In [1]:
    
import pandas as pd

# Create the sample dataset
data = {
    'Store': [1, 2, 3, 4, 5, 6, 7, 8, 9, 10],
    'Monthly_Sales': [1500, 2000, 1800, 3000, 40000, 2500, 2200, 2100, 1900, 2300]
}

# Convert to DataFrame
df = pd.DataFrame(data)

# Save to CSV
df.to_csv('sales_data.csv', index=False)

print("CSV file 'sales_data.csv' created successfully.")

    

# Task:
#     Dataset: sales_data.csv(get it by your own it includes the column of Monthly_Sales)
#     Column to analyze: Monthly_Sales
#     Steps:
#         1. Load sales_data.csv .
#         2. Calculate Q1, Q3, and IQR for Monthly_Sales .
#         3. Identify outliers.
#         4. Remove the outliers.
#         5. Check the number of rows removed.



import pandas as pd

def remove_outliers_iqr(file_path):
    try:
        # Step 1: Load the dataset
        df = pd.read_csv(file_path)
        
        # Check if the dataset is empty
        if df.empty:
            print("The dataset is empty. Exiting...")
            return None

        # Ensure the dataset has the 'Monthly_Sales' column
        if 'Monthly_Sales' not in df.columns:
            print("'Monthly_Sales' column is missing from the dataset. Exiting...")
            return None

        # Step 2: Calculate Q1, Q3, and IQR for Monthly_Sales
        Q1 = df['Monthly_Sales'].quantile(0.25)
        Q3 = df['Monthly_Sales'].quantile(0.75)
        IQR = Q3 - Q1

        # Step 3: Identify outliers using the IQR method
        lower_bound = Q1 - 1.5 * IQR
        upper_bound = Q3 + 1.5 * IQR

        # Step 4: Filter out the outliers
        df_cleaned = df[(df['Monthly_Sales'] >= lower_bound) & (df['Monthly_Sales'] <= upper_bound)]

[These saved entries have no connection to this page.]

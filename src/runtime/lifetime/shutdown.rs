use tokio::signal;
use tracing::{error, warn};

/// 等待 Ctrl+C，收到后返回以便优雅停机
pub async fn listen_for_shutdown() {
    if let Err(e) = signal::ctrl_c().await {
        error!("无法监听 Ctrl+C 信号: {e}");
        std::future::pending::<()>().await;
    }
    warn!("收到停机信号，开始优雅停机...");
}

        # Step 5: Verify the number of rows removed
        rows_removed = len(df) - len(df_cleaned)
        print(f"\nNumber of rows removed: {rows_removed}")

        # Display cleaned dataset or summary statistics
        print("\nCleaned DataFrame (first 5 rows):")
        print(df_cleaned.head())

        return df_cleaned

    except FileNotFoundError:
        print(f"Error: The file '{file_path}' was not found.")
        return None
    except pd.errors.EmptyDataError:
        print(f"Error: The file '{file_path}' is empty.")
        return None
    except Exception as e:
        print(f"An unexpected error occurred: {e}")
        return None


# Example usage
file_path = 'sales_data.csv'
cleaned_data = remove_outliers_iqr(file_path)

if cleaned_data is not None:
    # You can continue with further analysis or saving the cleaned dataset if needed
    cleaned_data.to_csv('cleaned_sales_data.csv', index=False)

CSV file 'sales_data.csv' created successfully.

Number of rows removed: 1

Cleaned DataFrame (first 5 rows):
   Store  Monthly_Sales
0      1           1500
1      2           2000
2      3           1800
3      4           3000
5      6           2500